We are only thirteen days into Ramazan but already the start of it seems like a distant memory. Where are our romantic late-night meals? Where is the excitement? The togetherness? The purpose? I don’t have Allah to answer to, only myself. And every time my toddler has yet another meal without his mummy joining him, I do wonder if this isn’t all just a bit too difficult.

But, bearing in mind I could probably win first prize in a contest for optimism during hard times (I get it from my mother), I have to remind myself of this: It is supposed to be a challenge. Challenges are hard in ways we don’t expect, but, ultimately, we will learn something from it. So, this begs the question, what am I learning?

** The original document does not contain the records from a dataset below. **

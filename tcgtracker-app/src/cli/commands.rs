use crate::api::server as api_server;
use crate::cli::exchange;
use crate::cli::opts::*;
use crate::config::AppConfig;
use crate::maintenance;

use anyhow::{anyhow, bail, Context, Result};
use chrono::{DateTime, Utc};
use std::collections::HashMap;
use std::net::SocketAddr;
use std::path::Path;
use std::sync::Arc;
use tcgtracker_core::{
    filters::{filter_by_opponent, filter_by_result, filter_by_text, recent},
    decklist, resolve_deck, sample_decks, stats, validate, CardInput, CoreError, DeckId, DeckPatch,
    DeckRecord, ImportMode, Ledger, MatchPatch, MatchResult, MemoryRepo, NewDeck, NewMatch,
    Repository, Snapshot,
};
use tcgtracker_json::JsonStore;
use tokio::sync::broadcast;
use tracing::info;
use uuid::Uuid;

pub async fn run_cli(args: Cli, cfg: AppConfig) -> Result<()> {
    match args.cmd.clone() {
        // Must work while the data file is unreadable.
        Command::Backup(BackupCmd::Restore) => restore_cmd(&args.store, &cfg).await,
        cmd => {
            let repo = open_repo(&args.store, &cfg).await?;
            match cmd {
                Command::Deck(c) => deck_cmd(repo, c).await,
                Command::Match(c) => match_cmd(repo, c).await,
                Command::History { limit } => history_cmd(repo, limit).await,
                Command::Stats { deck } => stats_cmd(repo, deck).await,
                Command::Export(c) => export_cmd(repo, c).await,
                Command::Import(c) => import_cmd(repo, c).await,
                Command::Backup(c) => backup_cmd(repo, c).await,
                Command::Serve(c) => serve_cmd(repo, &cfg, c).await,
            }
        }
    }
}

pub async fn open_repo(store: &StoreKind, cfg: &AppConfig) -> Result<Arc<dyn Repository>> {
    match store {
        StoreKind::Json => match JsonStore::open(cfg.store_config()).await {
            Ok(s) => Ok(Arc::new(s)),
            Err(e @ CoreError::CorruptStore { .. }) => Err(anyhow::Error::new(e).context(
                "the data file could not be read; run `tcgtracker backup restore` to recover the newest backup",
            )),
            Err(e) => Err(e.into()),
        },
        StoreKind::Memory => {
            let repo = MemoryRepo::with_ledger(Ledger::new(), cfg.store.max_backups);
            if cfg.store.seed_sample_data {
                for d in sample_decks() {
                    repo.add_deck(d).await?;
                }
            }
            Ok(Arc::new(repo))
        }
    }
}

async fn deck_cmd(repo: Arc<dyn Repository>, cmd: DeckCmd) -> Result<()> {
    match cmd {
        DeckCmd::Add { name, cards } => {
            let cards = parse_cards(&cards)?;
            let d = repo.add_deck(NewDeck::new(name, cards)).await?;
            println!("{}", d.id);
        }
        DeckCmd::List => {
            let current = repo.current_deck().await?.map(|d| d.id);
            for d in repo.list_decks().await? {
                let mark = if Some(d.id) == current { "*" } else { " " };
                println!("{mark} {}\t{}\t{} cards", d.id, d.name, d.total_cards());
            }
        }
        DeckCmd::Show { deck } => {
            let d = resolve_deck(&*repo, &deck).await?;
            print_deck(&d);
        }
        DeckCmd::Edit(e) => {
            let d = resolve_deck(&*repo, &e.deck).await?;
            let patch = DeckPatch {
                name: e.name,
                cards: if e.cards.is_empty() { None } else { Some(parse_cards(&e.cards)?) },
            };
            if patch.name.is_none() && patch.cards.is_none() {
                bail!("nothing to change: pass --name and/or --card");
            }
            let d = repo.update_deck(d.id, patch).await?;
            print_deck(&d);
        }
        DeckCmd::Rm { deck } => {
            let d = resolve_deck(&*repo, &deck).await?;
            repo.delete_deck(d.id).await?;
            println!("ok");
        }
        DeckCmd::Card(CardCmd::Add { deck, card }) => {
            let d = resolve_deck(&*repo, &deck).await?;
            let d = repo.upsert_card(d.id, parse_card(&card)?).await?;
            print_deck(&d);
        }
        DeckCmd::Card(CardCmd::Rm { deck, name }) => {
            let d = resolve_deck(&*repo, &deck).await?;
            let d = repo.remove_card(d.id, name).await?;
            print_deck(&d);
        }
        DeckCmd::Use { deck, clear } => {
            if clear {
                repo.set_current_deck(None).await?;
                println!("ok");
            } else if let Some(sel) = deck {
                let d = resolve_deck(&*repo, &sel).await?;
                repo.set_current_deck(Some(d.id)).await?;
                println!("{}\t{}", d.id, d.name);
            } else {
                match repo.current_deck().await? {
                    Some(d) => println!("{}\t{}", d.id, d.name),
                    None => println!("no current deck"),
                }
            }
        }
    }
    Ok(())
}

async fn match_cmd(repo: Arc<dyn Repository>, cmd: MatchCmd) -> Result<()> {
    match cmd {
        MatchCmd::Add(a) => {
            let deck = match a.deck {
                Some(sel) => resolve_deck(&*repo, &sel).await?,
                None => repo
                    .current_deck()
                    .await?
                    .ok_or_else(|| anyhow!("no --deck given and no current deck set"))?,
            };
            let played_at = a.played_at.as_deref().map(parse_time).transpose()?;
            let m = repo
                .add_match(NewMatch {
                    deck_id: deck.id,
                    opponent_deck: a.opponent,
                    result: a.result,
                    played_at,
                    went_first: a.first,
                    turns: a.turns,
                    win_condition: a.win_condition,
                    notable_cards: a.notable,
                    notes: a.notes,
                })
                .await?;
            println!("{}", m.id);
        }
        MatchCmd::List(l) => {
            let deck_id = match l.deck {
                Some(sel) => Some(resolve_deck(&*repo, &sel).await?.id),
                None => None,
            };
            let mut v = repo.list_matches(deck_id).await?;
            if let Some(o) = l.opponent {
                v = filter_by_opponent(&v, &o);
            }
            if let Some(r) = l.result {
                v = filter_by_result(&v, r.parse::<MatchResult>()?);
            }
            if let Some(q) = l.search {
                v = filter_by_text(&v, &q);
            }
            let v = recent(&v, l.limit.unwrap_or(usize::MAX));

            let names = deck_names(&*repo).await?;
            for m in v {
                let deck = names.get(&m.deck_id).map(String::as_str).unwrap_or("?");
                let turns = m.turns.map(|t| format!("\t{t} turns")).unwrap_or_default();
                println!(
                    "{}\t{}\t{} vs {}\t{}{}",
                    m.id,
                    m.played_at.format("%Y-%m-%d %H:%M"),
                    deck,
                    m.opponent_deck,
                    m.result,
                    turns
                );
            }
        }
        MatchCmd::Edit(e) => {
            let id = parse_uuid(&e.match_id)?;
            let deck_id = match e.deck {
                Some(sel) => Some(resolve_deck(&*repo, &sel).await?.id),
                None => None,
            };
            let notes = if e.clear_notes { Some(None) } else { e.notes.map(Some) };
            let patch = MatchPatch {
                deck_id,
                opponent_deck: e.opponent,
                result: e.result,
                played_at: None,
                went_first: e.first.map(Some),
                turns: e.turns.map(Some),
                win_condition: e.win_condition.map(Some),
                notable_cards: e.notable.map(Some),
                notes,
            };
            let m = repo.update_match(id, patch).await?;
            println!("{}", m.id);
        }
        MatchCmd::Rm { match_id } => {
            let id = parse_uuid(&match_id)?;
            repo.delete_match(id).await?;
            println!("ok");
        }
    }
    Ok(())
}

async fn history_cmd(repo: Arc<dyn Repository>, limit: Option<usize>) -> Result<()> {
    let history = repo.history().await?;
    for h in history.iter().rev().take(limit.unwrap_or(usize::MAX)) {
        println!(
            "{}\t{:?}\t{}\t{}",
            h.at.format("%Y-%m-%d %H:%M"),
            h.change,
            h.deck_name,
            h.detail
        );
    }
    Ok(())
}

async fn stats_cmd(repo: Arc<dyn Repository>, deck: Option<String>) -> Result<()> {
    let deck_id = match deck {
        Some(sel) => Some(resolve_deck(&*repo, &sel).await?.id),
        None => None,
    };
    let matches = repo.list_matches(deck_id).await?;
    if matches.is_empty() {
        println!("no matches recorded");
        return Ok(());
    }

    let s = stats::summarize(&matches);
    println!(
        "record {}-{}-{} ({} games, {:.1}% wins)",
        s.totals.wins,
        s.totals.losses,
        s.totals.draws,
        s.totals.total,
        s.win_rate * 100.0
    );
    if let Some(avg) = s.average_turns {
        println!("average turns {avg:.1}");
    }
    if let Some(streak) = stats::current_streak(&matches) {
        println!("streak {} x{}", streak.result, streak.length);
    }
    let fpa = stats::first_player_advantage(&matches);
    if fpa.going_first.total + fpa.going_second.total > 0 {
        println!(
            "going first {:.1}% / second {:.1}%",
            fpa.going_first.win_rate() * 100.0,
            fpa.going_second.win_rate() * 100.0
        );
    }
    for (cond, t) in stats::win_condition_breakdown(&matches) {
        println!("  {}: {} won, {} lost", cond.as_str(), t.wins, t.losses);
    }

    if deck_id.is_none() {
        let names = deck_names(&*repo).await?;
        let mut per_deck: Vec<_> = stats::per_deck_performance(&matches).into_iter().collect();
        per_deck.sort_by(|a, b| b.1.totals.total.cmp(&a.1.totals.total));
        for (id, p) in per_deck {
            let name = names.get(&id).map(String::as_str).unwrap_or("?");
            println!(
                "{name}\t{}-{}-{}\t{:.1}%",
                p.totals.wins,
                p.totals.losses,
                p.totals.draws,
                p.totals.win_rate() * 100.0
            );
        }
    }
    Ok(())
}

async fn export_cmd(repo: Arc<dyn Repository>, cmd: ExportCmd) -> Result<()> {
    match cmd {
        ExportCmd::Json { path } => {
            let snapshot = repo.export_snapshot().await?;
            std::fs::write(&path, snapshot.encode()?)
                .with_context(|| format!("writing {}", path.display()))?;
            println!("wrote {}", path.display());
        }
        ExportCmd::Csv { path, deck } => {
            let deck_id = match deck {
                Some(sel) => Some(resolve_deck(&*repo, &sel).await?.id),
                None => None,
            };
            let matches = repo.list_matches(deck_id).await?;
            let names = deck_names(&*repo).await?;
            let file = std::fs::File::create(&path)
                .with_context(|| format!("creating {}", path.display()))?;
            exchange::write_matches(file, &matches, &names)?;
            println!("wrote {} matches to {}", matches.len(), path.display());
        }
        ExportCmd::Decklist { deck, path } => {
            let d = resolve_deck(&*repo, &deck).await?;
            let text = decklist::render(&d, Utc::now().date_naive());
            std::fs::write(&path, text).with_context(|| format!("writing {}", path.display()))?;
            println!("wrote {} ({} cards) to {}", d.name, d.total_cards(), path.display());
        }
    }
    Ok(())
}

async fn import_cmd(repo: Arc<dyn Repository>, cmd: ImportCmd) -> Result<()> {
    match cmd {
        ImportCmd::Json { path, merge } => {
            let bytes = read_file(&path)?;
            let snapshot = Snapshot::decode(&bytes).map_err(CoreError::from)?;
            let mode = if merge { ImportMode::Merge } else { ImportMode::Replace };
            let r = repo.import_snapshot(snapshot, mode).await?;
            println!("imported {} decks, {} matches ({:?})", r.decks, r.matches, r.mode);
        }
        ImportCmd::Csv { path } => {
            let rows = exchange::read_matches(std::fs::File::open(&path)
                .with_context(|| format!("opening {}", path.display()))?)?;
            let incoming = csv_snapshot(&*repo, rows).await?;
            let r = repo.import_snapshot(incoming, ImportMode::Merge).await?;
            println!("imported {} matches, created {} decks", r.matches, r.decks);
        }
    }
    Ok(())
}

1.) That dehydration causes a million horrible things to happen to your body and mind and we could all be a lot more grateful for the clean water that pours from our taps.
2.) That food is ace. Simple but true. Let’s thank the heavens for that too.
3.) That some of my daily food and drink related rituals are nonsensical but some of them are justified and good.
4.) That I am able to discipline myself. I am, I am, I am.
5.) That my husband, although prone to epic sleeping bouts, is wonderful, warm, humble and devoted. He will never ask too much of me.
6.) That I am a bloody excellent wife.

Considering all of the above, perhaps I can find a new sense of enthusiasm for tomorrow morning. I just didn’t really imagine that the challenge I’d be facing would be a waning desire to do this. I thought it would be the hunger pangs, the dry mouth, the dizzy spells (which are all pretty nasty, by the way). I thought that a cacophony of physical symptoms would be my biggest problem but actually, unexpectedly, it’s the mental commitment.

Let’s look at the maths:

Devoted wife + Muslim husband = Undertaking Ramzan together in harmony
Devoted wife – Muslim husband = Undertaking Ramazan separately
Undertaking Ramazan separately = Lost passion for the cause

Ah, now that adds up. So the answer to the formula is to reunite Devoted Wife and Muslim Husband for longer than twenty minute time slots starting tomorrow. I didn’t get a ‘B’ in GCSE Maths for nowt you know.